▶ [EXERCISE]:
Going through the data below, find how many lines include the word "anyhow", and reply with that number alone.
★ ★ ★ ★ ★
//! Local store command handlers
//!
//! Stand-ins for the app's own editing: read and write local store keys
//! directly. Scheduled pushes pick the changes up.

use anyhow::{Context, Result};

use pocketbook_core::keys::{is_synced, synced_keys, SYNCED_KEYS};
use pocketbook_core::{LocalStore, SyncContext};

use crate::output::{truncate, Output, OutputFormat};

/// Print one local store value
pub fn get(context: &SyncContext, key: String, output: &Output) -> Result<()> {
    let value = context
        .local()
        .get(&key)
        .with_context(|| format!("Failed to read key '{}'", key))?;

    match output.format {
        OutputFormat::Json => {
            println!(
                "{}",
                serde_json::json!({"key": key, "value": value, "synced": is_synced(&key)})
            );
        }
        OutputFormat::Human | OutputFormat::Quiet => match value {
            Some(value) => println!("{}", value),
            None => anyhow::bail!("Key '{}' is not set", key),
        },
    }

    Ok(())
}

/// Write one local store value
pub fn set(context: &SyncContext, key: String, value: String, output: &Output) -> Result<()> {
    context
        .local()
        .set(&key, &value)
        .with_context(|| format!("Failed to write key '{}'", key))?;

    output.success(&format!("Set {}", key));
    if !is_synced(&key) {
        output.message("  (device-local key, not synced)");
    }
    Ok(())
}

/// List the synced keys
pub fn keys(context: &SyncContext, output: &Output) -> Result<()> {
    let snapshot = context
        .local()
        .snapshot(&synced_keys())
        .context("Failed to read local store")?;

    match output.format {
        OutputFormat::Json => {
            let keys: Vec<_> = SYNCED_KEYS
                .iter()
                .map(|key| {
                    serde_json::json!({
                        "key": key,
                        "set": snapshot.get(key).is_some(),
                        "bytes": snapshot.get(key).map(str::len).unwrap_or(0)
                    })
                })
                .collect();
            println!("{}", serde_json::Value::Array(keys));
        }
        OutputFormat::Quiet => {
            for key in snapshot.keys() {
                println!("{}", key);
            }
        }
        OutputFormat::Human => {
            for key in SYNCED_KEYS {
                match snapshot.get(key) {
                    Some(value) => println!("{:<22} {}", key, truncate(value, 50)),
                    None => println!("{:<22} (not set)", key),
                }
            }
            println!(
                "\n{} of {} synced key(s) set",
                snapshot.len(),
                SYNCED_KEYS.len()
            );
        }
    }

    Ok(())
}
★ ★ ★ ★ ★
▶ [EXERCISE SOLUTION]:
2